As you’d expect some of the historic stories are where Rouse really hits his groove. Mabel Cahill was born in Ballyragget, Co Kilkenny, in 1863. She took up tennis, emigrated to Manhattan, won five US Opens, wrote some novels, sang in variety shows, fell on bad times, moved to England, lived in workhouses, died of TB and was buried in a pauper’s grave in 1905. A jaw-dropping life, lost to the ages, revived with a historian’s zeal.
Things get a little more uneven the closer to the modern day we get. There’s a magnificent chapter on Hillsborough, told through the medium of the RTÉ television footage of the day, with George Hamilton and Johnny Giles doing their best to communicate sport’s worst day. An email from Paddy Power on Christmas Eve prompts a gloriously pissed-off polemic on the vampiric tendencies of the gambling industry.
Less engaging, though, are some of the more esoteric snapshots. A chapter on school feels a bit thin. Ruminations on Covid and the Ukraine war towards the end are light on the storytelling that drives the earlier part of the book. The final chapter, Endgame, bounces around a laundry list of subjects in modern sport – identity, AI, electronic sports, globalisation, etc – without really getting into the nitty-gritty of any of them.
Where the book is at its best is when Rouse finds himself easing into the unknowable endlessness of sport. What it is, what it does, where it goes. There’s a lovely chapter early on where he goes, as a man in his 50s, to buy a new pair of boots. By pure chance, he runs into an old rival, a chap he used to play against back when they were younger men.
The fella spots the boots in Rouse’s hands and wonders – at full volume – what in the name of God a man of his age is doing buying new football boots. They fall into conversation/slagging. There are only vague flashes of John Keane’s gallant admiration for former foes on show here.

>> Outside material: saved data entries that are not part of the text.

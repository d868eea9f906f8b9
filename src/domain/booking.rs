//! Booking requests submitted through the public form.

use crate::domain::validation::{email_is_valid, parse_date, require_text, FieldError};
use chrono::{DateTime, NaiveDate, Utc};
use serde::{Deserialize, Serialize};

/// A stored booking request.
#[derive(Debug, Clone, PartialEq, Eq, Serialize, Deserialize)]
pub struct BookingRequest {
    pub id: i64,
    pub client_name: String,
    pub email: String,
    /// Placement on the body, e.g. "forearm".
    pub body_part: String,
    pub idea_description: String,
    pub preferred_date: NaiveDate,
    pub is_confirmed: bool,
    pub created_at: DateTime<Utc>,
}

/// Payload for creating a booking request. All fields are required; the
/// preferred date must be an ISO `YYYY-MM-DD` date.
#[derive(Debug, Clone, Deserialize)]
#[serde(rename_all = "camelCase")]
pub struct NewBooking {
    pub client_name: String,
    pub email: String,
    pub body_part: String,
    pub idea_description: String,
    pub preferred_date: String,
}

impl NewBooking {
    /// Validate required fields and the email/date formats.
    ///
    /// Returns the parsed preferred date on success, or every failed field
    /// so the form can show them all at once.
    pub fn validate(&self) -> Result<NaiveDate, Vec<FieldError>> {
        let mut errors = Vec::new();

        require_text(&mut errors, "clientName", &self.client_name);
        require_text(&mut errors, "bodyPart", &self.body_part);
        require_text(&mut errors, "ideaDescription", &self.idea_description);

        if self.email.trim().is_empty() {
            errors.push(FieldError::new("email", "is required"));
        } else if !email_is_valid(&self.email) {
            errors.push(FieldError::new("email", "is not a valid email address"));
        }

        let date = if self.preferred_date.trim().is_empty() {
            errors.push(FieldError::new("preferredDate", "is required"));
            None
        } else {
            let parsed = parse_date(&self.preferred_date);
            if parsed.is_none() {
                errors.push(FieldError::new(
                    "preferredDate",
                    "must be a YYYY-MM-DD date",
                ));
            }
            parsed
        };

        match date {
            Some(date) if errors.is_empty() => Ok(date),
            _ => Err(errors),
        }
    }
}

#[cfg(test)]
mod tests {
    use super::*;

    fn valid_booking() -> NewBooking {
        NewBooking {
            client_name: "Anna Rossi".to_string(),
            email: "anna@example.com".to_string(),
            body_part: "forearm".to_string(),
            idea_description: "Blackwork rose with fine shading".to_string(),
            preferred_date: "2026-09-14".to_string(),
        }
    }

    #[test]
    fn test_valid_booking_passes() {
        let date = valid_booking().validate().expect("should validate");
        assert_eq!(date, NaiveDate::from_ymd_opt(2026, 9, 14).unwrap());
    }

    #[test]
    fn test_missing_name_rejected() {
        let mut b = valid_booking();
        b.client_name = "  ".to_string();
        let errors = b.validate().unwrap_err();
        assert_eq!(errors.len(), 1);
        assert_eq!(errors[0].field, "clientName");
    }

    #[test]
    fn test_bad_email_rejected() {
        let mut b = valid_booking();
        b.email = "not-an-email".to_string();
        let errors = b.validate().unwrap_err();
        assert_eq!(errors[0].field, "email");
    }

    #[test]
    fn test_bad_date_rejected() {
        let mut b = valid_booking();
        b.preferred_date = "next summer".to_string();
        let errors = b.validate().unwrap_err();
        assert_eq!(errors[0].field, "preferredDate");
    }

    #[test]
    fn test_all_failures_reported_together() {
        let b = NewBooking {
            client_name: String::new(),
            email: "bad".to_string(),
            body_part: String::new(),
            idea_description: String::new(),
            preferred_date: String::new(),
        };
        let errors = b.validate().unwrap_err();
        let fields: Vec<&str> = errors.iter().map(|e| e.field.as_str()).collect();
        assert_eq!(
            fields,
            vec![
                "clientName",
                "bodyPart",
                "ideaDescription",
                "email",
                "preferredDate"
            ]
        );
    }
}
//! Versioned schema migrations.
//!
//! Applied migrations are tracked in a `schema_migrations` history table so
//! startup can re-run from the top after a crash and only apply what is
//! pending. Each migration runs inside its own transaction. DDL is written
//! once with a `{auto_id}` placeholder; the provider-specific fragment is
//! substituted at apply time, which keeps provider dispatch in one place.

use sqlx::AnyPool;
use thiserror::Error;
use tracing::{info, warn};

use crate::config::MigrationPolicy;
use crate::db::connection::Provider;

#[derive(Debug, Clone, Copy)]
pub struct Migration {
    pub version: i64,
    pub name: &'static str,
    pub sql: &'static str,
}

/// All known migrations, in apply order. Append only; never edit an entry
/// that has shipped.
pub const MIGRATIONS: &[Migration] = &[
    Migration {
        version: 1,
        name: "identity_tables",
        sql: "
            CREATE TABLE IF NOT EXISTS users (
                id {auto_id},
                email TEXT NOT NULL UNIQUE,
                password_hash TEXT NOT NULL,
                created_at TEXT NOT NULL
            );
            CREATE TABLE IF NOT EXISTS roles (
                id {auto_id},
                name TEXT NOT NULL UNIQUE
            );
            CREATE TABLE IF NOT EXISTS user_roles (
                user_id BIGINT NOT NULL,
                role_id BIGINT NOT NULL,
                PRIMARY KEY (user_id, role_id)
            );
        ",
    },
    Migration {
        version: 2,
        name: "booking_requests",
        sql: "
            CREATE TABLE IF NOT EXISTS booking_requests (
                id {auto_id},
                client_name TEXT NOT NULL,
                email TEXT NOT NULL,
                body_part TEXT NOT NULL,
                idea_description TEXT NOT NULL,
                preferred_date TEXT NOT NULL,
                is_confirmed INTEGER NOT NULL DEFAULT 0,
                created_at TEXT NOT NULL
            );
            CREATE INDEX IF NOT EXISTS idx_booking_requests_created_at
                ON booking_requests(created_at);
        ",
    },
    Migration {
        version: 3,
        name: "portfolio_and_styles",
        sql: "
            CREATE TABLE IF NOT EXISTS tattoo_styles (
                id {auto_id},
                name TEXT NOT NULL UNIQUE
            );
            CREATE TABLE IF NOT EXISTS portfolio_items (
                id {auto_id},
                title TEXT NOT NULL,
                description TEXT NOT NULL,
                image_url TEXT NOT NULL,
                style TEXT NOT NULL,
                created_at TEXT NOT NULL
            );
            CREATE INDEX IF NOT EXISTS idx_portfolio_items_created_at
                ON portfolio_items(created_at);
        ",
    },
    Migration {
        version: 4,
        name: "sessions",
        sql: "
            CREATE TABLE IF NOT EXISTS sessions (
                token TEXT PRIMARY KEY,
                user_id BIGINT NOT NULL,
                created_at TEXT NOT NULL,
                expires_at TEXT NOT NULL
            );
            CREATE INDEX IF NOT EXISTS idx_sessions_expires_at
                ON sessions(expires_at);
        ",
    },
];

#[derive(Debug, Error)]
pub enum MigrationError {
    #[error("migration {version} ({name}) failed: {source}")]
    Failed {
        version: i64,
        name: &'static str,
        #[source]
        source: sqlx::Error,
    },
    #[error(transparent)]
    Database(#[from] sqlx::Error),
}

/// Apply every pending migration in version order. Returns how many were
/// applied. Under [`MigrationPolicy::Continue`] a failure is logged, no
/// further migrations run, and the partial count is returned.
pub async fn apply_pending(
    pool: &AnyPool,
    provider: Provider,
    policy: MigrationPolicy,
) -> Result<u32, MigrationError> {
    apply_migrations(pool, provider, policy, MIGRATIONS).await
}

async fn apply_migrations(
    pool: &AnyPool,
    provider: Provider,
    policy: MigrationPolicy,
    migrations: &[Migration],
) -> Result<u32, MigrationError> {
    ensure_history_table(pool).await?;

    let applied_rows: Vec<(i64,)> = sqlx::query_as("SELECT version FROM schema_migrations")
        .fetch_all(pool)
        .await?;
    let applied_versions: Vec<i64> = applied_rows.into_iter().map(|(v,)| v).collect();

    let mut applied = 0u32;
    for migration in migrations {
        if applied_versions.contains(&migration.version) {
            continue;
        }

        match apply_one(pool, provider, migration).await {
            Ok(()) => {
                info!(
                    version = migration.version,
                    name = migration.name,
                    "applied migration"
                );
                applied += 1;
            }
            Err(source) => match policy {
                MigrationPolicy::Abort => {
                    return Err(MigrationError::Failed {
                        version: migration.version,
                        name: migration.name,
                        source,
                    });
                }
                MigrationPolicy::Continue => {
                    warn!(
                        version = migration.version,
                        name = migration.name,
                        error = %source,
                        "migration failed, continuing startup with a partially migrated schema"
                    );
                    break;
                }
            },
        }
    }

    Ok(applied)
}

/// One migration, atomically: every statement plus the history row commit
/// together or not at all.
async fn apply_one(
    pool: &AnyPool,
    provider: Provider,
    migration: &Migration,
) -> Result<(), sqlx::Error> {
    let rendered = render_sql(migration.sql, provider);
    let mut tx = pool.begin().await?;

    for statement in rendered.split(';') {
        let trimmed = statement.trim();
        if !trimmed.is_empty() {
            sqlx::query(trimmed).execute(&mut *tx).await?;
        }
    }

    sqlx::query("INSERT INTO schema_migrations (version, name, applied_at) VALUES ($1, $2, $3)")
        .bind(migration.version)
        .bind(migration.name)
        .bind(chrono::Utc::now().to_rfc3339())
        .execute(&mut *tx)
        .await?;

    tx.commit().await
}

async fn ensure_history_table(pool: &AnyPool) -> Result<(), sqlx::Error> {
    sqlx::query(
        "CREATE TABLE IF NOT EXISTS schema_migrations (
            version BIGINT PRIMARY KEY,
            name TEXT NOT NULL,
            applied_at TEXT NOT NULL
        )",
    )
    .execute(pool)
    .await?;
    Ok(())
}

fn render_sql(sql: &str, provider: Provider) -> String {
    sql.replace("{auto_id}", auto_id_fragment(provider))
}

/// The one spot where DDL diverges per provider. SQL Server never reaches
/// this at runtime (connecting fails earlier), but the fragment keeps the
/// dispatch exhaustive.
fn auto_id_fragment(provider: Provider) -> &'static str {
    match provider {
        Provider::Postgres => "BIGSERIAL PRIMARY KEY",
        Provider::Sqlite => "INTEGER PRIMARY KEY AUTOINCREMENT",
        Provider::SqlServer => "BIGINT IDENTITY(1,1) PRIMARY KEY",
    }
}

#[cfg(test)]
mod tests {
    use super::*;
    use crate::db::connection::ConnectionSettings;
    use tempfile::TempDir;

    async fn setup_pool(temp_dir: &TempDir) -> AnyPool {
        let path = temp_dir
            .path()
            .join("test.db")
            .to_string_lossy()
            .to_string();
        ConnectionSettings::Sqlite { path }
            .connect()
            .await
            .expect("connect failed")
    }

    async fn table_exists(pool: &AnyPool, name: &str) -> bool {
        let row: (i64,) =
            sqlx::query_as("SELECT COUNT(*) FROM sqlite_master WHERE type='table' AND name=$1")
                .bind(name)
                .fetch_one(pool)
                .await
                .expect("query failed");
        row.0 == 1
    }

    #[tokio::test]
    async fn test_migrations_create_tables() {
        let temp_dir = TempDir::new().unwrap();
        let pool = setup_pool(&temp_dir).await;

        let applied = apply_pending(&pool, Provider::Sqlite, MigrationPolicy::Abort)
            .await
            .expect("migrations failed");
        assert_eq!(applied as usize, MIGRATIONS.len());

        for table in [
            "users",
            "roles",
            "user_roles",
            "booking_requests",
            "tattoo_styles",
            "portfolio_items",
            "sessions",
        ] {
            assert!(table_exists(&pool, table).await, "missing table {}", table);
        }
    }

    #[tokio::test]
    async fn test_migrations_idempotent() {
        let temp_dir = TempDir::new().unwrap();
        let pool = setup_pool(&temp_dir).await;

        apply_pending(&pool, Provider::Sqlite, MigrationPolicy::Abort)
            .await
            .expect("first run failed");
        let second = apply_pending(&pool, Provider::Sqlite, MigrationPolicy::Abort)
            .await
            .expect("second run failed");
        assert_eq!(second, 0);
    }

    #[tokio::test]
    async fn test_history_records_versions_in_order() {
        let temp_dir = TempDir::new().unwrap();
        let pool = setup_pool(&temp_dir).await;

        apply_pending(&pool, Provider::Sqlite, MigrationPolicy::Abort)
            .await
            .expect("migrations failed");

        let rows: Vec<(i64, String)> =
            sqlx::query_as("SELECT version, name FROM schema_migrations ORDER BY version")
                .fetch_all(&pool)
                .await
                .expect("query failed");
        let versions: Vec<i64> = rows.iter().map(|(v, _)| *v).collect();
        let expected: Vec<i64> = MIGRATIONS.iter().map(|m| m.version).collect();
        assert_eq!(versions, expected);
        assert_eq!(rows[0].1, "identity_tables");
    }

    #[tokio::test]
    async fn test_failure_aborts_by_default() {
        let temp_dir = TempDir::new().unwrap();
        let pool = setup_pool(&temp_dir).await;

        let broken = [
            Migration {
                version: 1,
                name: "good",
                sql: "CREATE TABLE IF NOT EXISTS ok_table (id {auto_id})",
            },
            Migration {
                version: 2,
                name: "bad",
                sql: "CREATE BROKEN SYNTAX",
            },
        ];

        let result = apply_migrations(&pool, Provider::Sqlite, MigrationPolicy::Abort, &broken).await;
        match result {
            Err(MigrationError::Failed { version, name, .. }) => {
                assert_eq!(version, 2);
                assert_eq!(name, "bad");
            }
            other => panic!("expected Failed, got {:?}", other),
        }
        // The good migration before it is committed and on record.
        assert!(table_exists(&pool, "ok_table").await);
    }

    #[tokio::test]
    async fn test_continue_policy_stops_applying_but_succeeds() {
        let temp_dir = TempDir::new().unwrap();
        let pool = setup_pool(&temp_dir).await;

        let broken = [
            Migration {
                version: 1,
                name: "good",
                sql: "CREATE TABLE IF NOT EXISTS ok_table (id {auto_id})",
            },
            Migration {
                version: 2,
                name: "bad",
                sql: "CREATE BROKEN SYNTAX",
            },
            Migration {
                version: 3,
                name: "never_reached",
                sql: "CREATE TABLE IF NOT EXISTS later_table (id {auto_id})",
            },
        ];

        let applied =
            apply_migrations(&pool, Provider::Sqlite, MigrationPolicy::Continue, &broken)
                .await
                .expect("continue policy should not fail startup");
        assert_eq!(applied, 1);
        assert!(table_exists(&pool, "ok_table").await);
        assert!(!table_exists(&pool, "later_table").await);
    }

    #[tokio::test]
    async fn test_failed_migration_rolls_back_atomically() {
        let temp_dir = TempDir::new().unwrap();
        let pool = setup_pool(&temp_dir).await;

        // First statement is valid, second is not; neither may stick.
        let broken = [Migration {
            version: 1,
            name: "half_bad",
            sql: "CREATE TABLE half_table (id {auto_id}); CREATE BROKEN SYNTAX",
        }];

        let result = apply_migrations(&pool, Provider::Sqlite, MigrationPolicy::Abort, &broken).await;
        assert!(result.is_err());
        assert!(!table_exists(&pool, "half_table").await);

        let rows: Vec<(i64,)> = sqlx::query_as("SELECT version FROM schema_migrations")
            .fetch_all(&pool)
            .await
            .expect("query failed");
        assert!(rows.is_empty());
    }

    #[test]
    fn test_versions_are_ascending_and_unique() {
        for pair in MIGRATIONS.windows(2) {
            assert!(pair[0].version < pair[1].version);
        }
    }

    #[test]
    fn test_auto_id_rendering() {
        let rendered = render_sql("CREATE TABLE t (id {auto_id})", Provider::Postgres);
        assert_eq!(rendered, "CREATE TABLE t (id BIGSERIAL PRIMARY KEY)");
        let rendered = render_sql("CREATE TABLE t (id {auto_id})", Provider::Sqlite);
        assert_eq!(
            rendered,
            "CREATE TABLE t (id INTEGER PRIMARY KEY AUTOINCREMENT)"
        );
    }
}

“I wallow in the nostalgia,” Rouse writes, “ignoring the fact that we would gladly have poisoned each other for the best part of two decades.”
At one point his friend calls over his two sons and Rouse almost hides the boots, not wanting to have to explain to a pair of teenagers that a small but stubborn part of him is unwilling to let the dream die.
“The lads are great, though,” he writes. “They’re too sound to laugh out loud. Their mother must be some woman.”